At the end of 1967 I finally had all the credits I needed to graduate. I now had my feet in two worlds...the “normal” straight one, and the world of the hippies, drugs, and music. I had appealed the denial of deferment from the Air Force, and while I waited enrolled in Grad School. Oh yeah, Marcia and I also got married. And I discovered photography.

Tom had checked out a book called “The Complete Photographer” from the local library. He wanted to add photo elements to his paintings. I picked it up and was immediately hooked. I “got it” technically and realized it could allow me to express myself at a level I was highly unlikely to reach in painting. I could either learn that quickly with a camera, or spend years and money I didn't have to see if I could develop as a painter, perhaps to no avail.

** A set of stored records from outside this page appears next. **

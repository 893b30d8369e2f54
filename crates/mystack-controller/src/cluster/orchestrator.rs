// Copyright (C) 2025 SyncMyOrders Sp. z o.o.
// SPDX-License-Identifier: AGPL-3.0-or-later
//! Lifecycle orchestration for one user's stack.
//!
//! Create runs strictly in order and stops at the first failure:
//!
//! ```text
//! namespace → volume claims → setup job (wait) → services (wait per probed
//! service) → apps
//! ```
//!
//! Every resource created during the call is pushed onto a compensation
//! stack. When creation aborts and rollback is enabled, the stack is unwound
//! in reverse order before the original error is returned.
//!
//! Delete is best-effort: services, then deployments, then the namespace,
//! continuing past individual failures.

use std::fmt;
use std::sync::Arc;

use serde::{Serialize, Serializer};
use tracing::{error, info, instrument, warn};

use super::model::{Cluster, Deployment, ResourceKind};
use crate::backend::{BackendError, ClusterBackend, DeploymentStatus, JobStatus};
use crate::config::Config;
use crate::error::{Action, Error, Result, Stage};
use crate::readiness::{CancelToken, PollingWaiter, ReadinessWaiter, WaitTarget};

/// Options for [`Cluster::create_with`].
#[derive(Clone)]
pub struct CreateOptions {
    /// Delete resources created by this call if it fails.
    pub rollback: bool,
    /// Waiter used for the setup job and gated services.
    pub waiter: Arc<dyn ReadinessWaiter>,
    /// Stops any in-progress readiness wait when set.
    pub cancel: Option<CancelToken>,
}

impl Default for CreateOptions {
    fn default() -> Self {
        Self {
            rollback: true,
            waiter: Arc::new(PollingWaiter),
            cancel: None,
        }
    }
}

impl fmt::Debug for CreateOptions {
    fn fmt(&self, f: &mut fmt::Formatter<'_>) -> fmt::Result {
        f.debug_struct("CreateOptions")
            .field("rollback", &self.rollback)
            .field("cancel", &self.cancel)
            .finish_non_exhaustive()
    }
}

impl CreateOptions {
    /// Options derived from controller configuration.
    pub fn from_config(config: &Config) -> Self {
        Self {
            rollback: config.rollback_on_failure,
            ..Self::default()
        }
    }

    /// Disable rollback; partially created resources are left in place.
    pub fn without_rollback(mut self) -> Self {
        self.rollback = false;
        self
    }

    /// Use a different readiness waiter.
    pub fn with_waiter(mut self, waiter: Arc<dyn ReadinessWaiter>) -> Self {
        self.waiter = waiter;
        self
    }

    /// Attach a cancellation token.
    pub fn with_cancel(mut self, cancel: CancelToken) -> Self {
        self.cancel = Some(cancel);
        self
    }
}

/// A resource created during the current call.
#[derive(Debug, Clone, PartialEq, Eq)]
struct Created {
    kind: ResourceKind,
    namespace: String,
    name: String,
}

/// Resources to undo if creation aborts, most recent last.
#[derive(Debug, Default)]
struct Compensation {
    created: Vec<Created>,
}

impl Compensation {
    fn push(&mut self, kind: ResourceKind, namespace: &str, name: &str) {
        self.created.push(Created {
            kind,
            namespace: namespace.to_string(),
            name: name.to_string(),
        });
    }

    fn len(&self) -> usize {
        self.created.len()
    }

    fn is_empty(&self) -> bool {
        self.created.is_empty()
    }

    /// Delete everything in reverse creation order. Returns the failure count.
    async fn unwind(mut self, backend: &dyn ClusterBackend) -> usize {
        warn!(resources = self.created.len(), "Rolling back partially created stack");
        let mut failures = 0;
        while let Some(resource) = self.created.pop() {
            let result = delete_resource(backend, resource.kind, &resource.namespace, &resource.name).await;
            match result {
                Ok(()) => {}
                // Already gone, e.g. reclaimed with its namespace.
                Err(e) if e.is_not_found() => {}
                Err(e) => {
                    failures += 1;
                    warn!(
                        kind = %resource.kind,
                        name = %resource.name,
                        error = %e,
                        "Failed to delete resource during rollback"
                    );
                }
            }
        }
        failures
    }
}

async fn delete_resource(
    backend: &dyn ClusterBackend,
    kind: ResourceKind,
    namespace: &str,
    name: &str,
) -> std::result::Result<(), BackendError> {
    match kind {
        ResourceKind::Namespace => backend.delete_namespace(name).await,
        ResourceKind::PersistentVolumeClaim => backend.delete_pvc(namespace, name).await,
        ResourceKind::Job => backend.delete_job(namespace, name).await,
        ResourceKind::Deployment => backend.delete_deployment(namespace, name).await,
        ResourceKind::Service => backend.delete_service(namespace, name).await,
    }
}

/// Point-in-time view of a stack on the backend.
#[derive(Debug, Clone, PartialEq, Eq, Serialize)]
pub struct StackStatus {
    /// Namespace name.
    pub namespace: String,
    /// Whether the namespace exists at all.
    pub exists: bool,
    /// Setup job status, if the stack has a setup stage.
    #[serde(skip_serializing_if = "Option::is_none")]
    pub job: Option<JobStatus>,
    /// Status of each deployment, services first.
    #[serde(serialize_with = "deployments_as_map")]
    pub deployments: Vec<(String, DeploymentStatus)>,
}

fn deployments_as_map<S: Serializer>(
    deployments: &[(String, DeploymentStatus)],
    serializer: S,
) -> std::result::Result<S::Ok, S::Error> {
    serializer.collect_map(deployments.iter().map(|(name, status)| (name, status)))
}

impl StackStatus {
    /// True when the setup succeeded and every deployment is ready.
    pub fn is_ready(&self) -> bool {
        self.exists
            && self
                .job
                .as_ref()
                .is_none_or(|job| *job == JobStatus::Succeeded)
            && self.deployments.iter().all(|(_, status)| status.is_ready())
    }
}

impl Cluster {
    /// Create the stack with default options.
    pub async fn create(&self, backend: &dyn ClusterBackend) -> Result<()> {
        self.create_with(backend, &CreateOptions::default()).await
    }

    /// Create the stack.
    ///
    /// Returns the first failure, annotated with the stage and resource.
    /// A namespace that already existed is never touched by rollback.
    #[instrument(skip_all, fields(namespace = %self.namespace.name, owner = %self.username))]
    pub async fn create_with(
        &self,
        backend: &dyn ClusterBackend,
        options: &CreateOptions,
    ) -> Result<()> {
        info!(
            backend = backend.backend_type(),
            resources = self.resource_count(),
            "Creating stack"
        );

        let mut compensation = Compensation::default();
        match self.create_all(backend, options, &mut compensation).await {
            Ok(()) => {
                info!(resources = compensation.len(), "Stack created");
                Ok(())
            }
            Err(err) => {
                error!(error = %err, created = compensation.len(), "Stack creation failed");
                if compensation.is_empty() {
                    return Err(err);
                }
                if options.rollback {
                    let failures = compensation.unwind(backend).await;
                    if failures > 0 {
                        warn!(failures, "Rollback left resources behind");
                    }
                } else {
                    warn!(
                        created = compensation.len(),
                        "Rollback disabled, leaving partially created resources"
                    );
                }
                Err(err)
            }
        }
    }

    async fn create_all(
        &self,
        backend: &dyn ClusterBackend,
        options: &CreateOptions,
        compensation: &mut Compensation,
    ) -> Result<()> {
        let ns = self.namespace.name.as_str();

        match backend.create_namespace(&self.namespace).await {
            Ok(()) => compensation.push(ResourceKind::Namespace, ns, ns),
            Err(e) if e.is_already_exists() => return Err(Error::NamespaceExists(ns.to_string())),
            Err(e) => {
                return Err(Error::backend(
                    Stage::Namespace,
                    Action::Create,
                    ResourceKind::Namespace,
                    ns,
                    e,
                ));
            }
        }
        info!("Namespace created");

        for claim in &self.volume_claims {
            backend.create_pvc(claim).await.map_err(|e| {
                Error::backend(
                    Stage::Volumes,
                    Action::Create,
                    ResourceKind::PersistentVolumeClaim,
                    &claim.name,
                    e,
                )
            })?;
            compensation.push(ResourceKind::PersistentVolumeClaim, ns, &claim.name);
        }

        if let Some(job) = &self.job {
            backend.create_job(job).await.map_err(|e| {
                Error::backend(Stage::Setup, Action::Create, ResourceKind::Job, &job.name, e)
            })?;
            compensation.push(ResourceKind::Job, ns, &job.name);

            options
                .waiter
                .wait(backend, &WaitTarget::job(job), options.cancel.as_ref())
                .await
                .map_err(|source| Error::Readiness {
                    stage: Stage::Setup,
                    source,
                })?;
            info!("Setup job completed");
        }

        for deployment in &self.service_deployments {
            self.create_workload(backend, deployment, Stage::Services, compensation)
                .await?;
            if deployment.is_gated() {
                options
                    .waiter
                    .wait(
                        backend,
                        &WaitTarget::deployment(deployment),
                        options.cancel.as_ref(),
                    )
                    .await
                    .map_err(|source| Error::Readiness {
                        stage: Stage::Services,
                        source,
                    })?;
                info!(service = %deployment.name, "Service ready");
            }
        }

        for deployment in &self.app_deployments {
            self.create_workload(backend, deployment, Stage::Apps, compensation)
                .await?;
        }

        Ok(())
    }

    async fn create_workload(
        &self,
        backend: &dyn ClusterBackend,
        deployment: &Deployment,
        stage: Stage,
        compensation: &mut Compensation,
    ) -> Result<()> {
        backend.create_deployment(deployment).await.map_err(|e| {
            Error::backend(stage, Action::Create, ResourceKind::Deployment, &deployment.name, e)
        })?;
        compensation.push(
            ResourceKind::Deployment,
            &deployment.namespace,
            &deployment.name,
        );

        if let Some(service) = self.service_for(deployment) {
            backend.create_service(service).await.map_err(|e| {
                Error::backend(stage, Action::Create, ResourceKind::Service, &service.name, e)
            })?;
            compensation.push(ResourceKind::Service, &service.namespace, &service.name);
        }

        info!(
            stage = %stage,
            name = %deployment.name,
            image = %deployment.image,
            "Workload created"
        );
        Ok(())
    }

    /// Tear the stack down.
    ///
    /// Deletes every service, then every deployment, then the namespace,
    /// which reclaims the job and volume claims. All deletions are attempted
    /// even if some fail; the first failure is returned inside
    /// [`Error::TeardownIncomplete`].
    #[instrument(skip_all, fields(namespace = %self.namespace.name, owner = %self.username))]
    pub async fn delete(&self, backend: &dyn ClusterBackend) -> Result<()> {
        let ns = self.namespace.name.as_str();

        let exists = backend.namespace_exists(ns).await.map_err(|e| {
            Error::backend(Stage::Teardown, Action::Get, ResourceKind::Namespace, ns, e)
        })?;
        if !exists {
            return Err(Error::NamespaceNotFound(ns.to_string()));
        }

        info!("Deleting stack");

        let mut planned: Vec<(ResourceKind, &str)> = Vec::new();
        planned.extend(
            self.deployments()
                .filter_map(|d| self.service_for(d))
                .map(|s| (ResourceKind::Service, s.name.as_str())),
        );
        planned.extend(
            self.deployments()
                .map(|d| (ResourceKind::Deployment, d.name.as_str())),
        );
        planned.push((ResourceKind::Namespace, ns));

        let attempted = planned.len();
        let mut failed = 0;
        let mut first: Option<Error> = None;

        for (kind, name) in planned {
            if let Err(e) = delete_resource(backend, kind, ns, name).await {
                warn!(kind = %kind, name = %name, error = %e, "Failed to delete resource");
                failed += 1;
                first.get_or_insert(Error::backend(Stage::Teardown, Action::Delete, kind, name, e));
            }
        }

        match first {
            None => {
                info!(deleted = attempted, "Stack deleted");
                Ok(())
            }
            Some(first) => Err(Error::TeardownIncomplete {
                attempted,
                failed,
                first: Box::new(first),
            }),
        }
    }

    /// Inspect the stack without waiting.
    pub async fn status(&self, backend: &dyn ClusterBackend) -> Result<StackStatus> {
        let ns = self.namespace.name.as_str();
        let get_failed = |kind, name: &str, e| Error::backend(Stage::Status, Action::Get, kind, name, e);

        let exists = backend
            .namespace_exists(ns)
            .await
            .map_err(|e| get_failed(ResourceKind::Namespace, ns, e))?;
        if !exists {
            return Ok(StackStatus {
                namespace: ns.to_string(),
                exists,
                job: None,
                deployments: Vec::new(),
            });
        }

        let job = match &self.job {
            Some(job) => Some(
                backend
                    .get_job(ns, &job.name)
                    .await
                    .map_err(|e| get_failed(ResourceKind::Job, &job.name, e))?,
            ),
            None => None,
        };

        let mut deployments = Vec::new();
        for deployment in self.deployments() {
            let status = backend
                .get_deployment(ns, &deployment.name)
                .await
                .map_err(|e| get_failed(ResourceKind::Deployment, &deployment.name, e))?;
            deployments.push((deployment.name.clone(), status));
        }

        Ok(StackStatus {
            namespace: ns.to_string(),
            exists,
            job,
            deployments,
        })
    }
}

Besides, it was a lot easier to carry a camera on a bike than painting gear. Our kitchen became an ad-hoc darkroom, as I wanted to control the process and final execution of my visions. A single print I did not long after perfectly illustrates how the bike and my art could work together.

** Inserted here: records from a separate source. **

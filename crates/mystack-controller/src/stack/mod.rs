// Copyright (C) 2025 SyncMyOrders Sp. z o.o.
// SPDX-License-Identifier: AGPL-3.0-or-later
//! Stack configuration: document types and the YAML compiler.

mod compiler;
mod types;

pub use compiler::{CompileError, compile_config};
pub use types::*;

Krystal is a chain of hamburger joints which I think is still around. They were a “White Castle” type of format...small white buildings with a limited sit-down counter...perhaps a cut above WC in quality. There was one in Gainesville on University Avenue just a half block in from 13th Street, the main North-South drag. I don't recall why, but on this particular night I was troubled by something...I dunno, there was plenty to be troubled about such as the War and my struggles with the military...what I do know was it was not with Marcia. Our relationship was still solid and growing. My typical pattern would be to go out for a ride or drive and just try to decompress, though not normally at night, and certainly not as late at night as it was when I took the shot. I think it was at least 11PM and maybe even later, judging by the lack of the normal University Avenue traffic. I was on the motorcycle. Of course night shots mean long exposures, and the clarity of this would tend to indicate use of a tripod...but how the hell I would have been able to strap that to the bike is beyond me. I was pretty good at exposures as long as ¼ second without one...so maybe that is how I made the shot. The lack of movement of cars and the people in the Krsytal tend to weigh against a really long exposure.

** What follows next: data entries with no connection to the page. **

// src/processing/composite.rs
use rayon::prelude::*;

use crate::error::SourceError;
use crate::raster::Raster;

/// Median of the values, `None` for an empty slice. Even counts average the
/// two middle values. The slice is reordered.
pub fn median(values: &mut [f32]) -> Option<f32> {
    if values.is_empty() {
        return None;
    }
    values.sort_unstable_by(f32::total_cmp);
    let mid = values.len() / 2;
    if values.len() % 2 == 0 {
        Some((values[mid - 1] + values[mid]) / 2.0)
    } else {
        Some(values[mid])
    }
}

/// Per-pixel median across `layers`, ignoring masked pixels. A pixel masked
/// in every layer stays masked. Returns `None` when there are no layers.
pub fn median_composite(layers: &[&Raster]) -> Result<Option<Raster>, SourceError> {
    let Some(first) = layers.first() else {
        return Ok(None);
    };
    let geo = first.geo().clone();
    for layer in &layers[1..] {
        geo.ensure_same_grid(layer.geo())?;
    }

    let mut result = vec![f32::NAN; geo.len()];
    result.par_iter_mut().enumerate().for_each_init(
        || Vec::with_capacity(layers.len()),
        |stack, (i, out)| {
            stack.clear();
            stack.extend(layers.iter().map(|l| l.data()[i]).filter(|v| !v.is_nan()));
            if let Some(m) = median(stack) {
                *out = m;
            }
        },
    );

    Raster::new(geo, result).map(Some)
}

At any rate, the point is the car and motorcycle often became the way to the photos. I would set out with no agenda or destination in mind, but would just use the concentration required to see things of interest to shoot as the means to relieve whatever tension provoked the drive or ride to begin with.
The “Summer of Love,” like all summers, ended. But did it really? Certainly its influence continued far into the uncertain future, and as I wandered around the exhibit I realized that much of it is still with me, and I suspect many others. While 1967 was still relatively early in my own gradual “awakening,” a process that began before it and continued after had been set in motion which would, within three years, turn me and my life with cars West forever.